ASSIGNMENT —
Once you have read the records below, report how many lines contain the word "ShpConfigError", and give nothing besides that number.

ENTRIES PROVIDED —

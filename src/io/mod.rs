/*
SPDX-FileCopyrightText: Copyright 2026 LG Electronics Inc.
SPDX-License-Identifier: MIT
*/

//! XML document ingestion and emission.
//!
//! Input documents (network, patch, optimize) and output documents
//! (schedule, patched schedule, timing) are hierarchical XML.  All time
//! values carry a unit attribute and are canonicalized to nanoseconds on
//! the way in; patch and optimize documents are already in timeslot units
//! and pass through unconverted.

pub mod read;
pub mod units;
pub mod write;

use thiserror::Error;

use crate::frame::FrameId;
use crate::network::{LinkId, NodeId, ShpConfigError};

/// Errors raised while reading an input document.
#[derive(Debug, Error)]
pub enum InputError {
    #[error("cannot read {path}")]
    Io {
        path: String,
        #[source]
        source: std::io::Error,
    },

    #[error("malformed XML in {path}")]
    Xml {
        path: String,
        #[source]
        source: roxmltree::Error,
    },

    #[error("the searched value {0} is not defined")]
    MissingElement(String),

    #[error("the attribute '{attribute}' of {element} is not defined")]
    MissingAttribute {
        element: String,
        attribute: String,
    },

    #[error("the value of {0} is not a valid number")]
    BadNumber(String),

    #[error("the unit '{0}' is not recognized or supported")]
    UnknownUnit(String),

    #[error("the link category '{0}' is not recognized")]
    UnknownLinkKind(String),

    #[error("the node category '{0}' is not recognized")]
    UnknownNodeRole(String),

    #[error("link speed must be a positive number")]
    NonPositiveSpeed,

    #[error(transparent)]
    Shp(#[from] ShpConfigError),

    #[error("frame {frame} declares receiver {receiver} which is not in the topology")]
    UnknownReceiver { frame: FrameId, receiver: NodeId },

    #[error("frame {frame} path references unknown link {link}")]
    UnknownPathLink { frame: FrameId, link: LinkId },

    #[error("the path of frame {frame} does not originate at its sender")]
    PathNotAtSender { frame: FrameId },

    #[error("an instance of frame {frame} ends before it starts")]
    BadInterval { frame: FrameId },
}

ANSWER TO THE EXERCISE —
2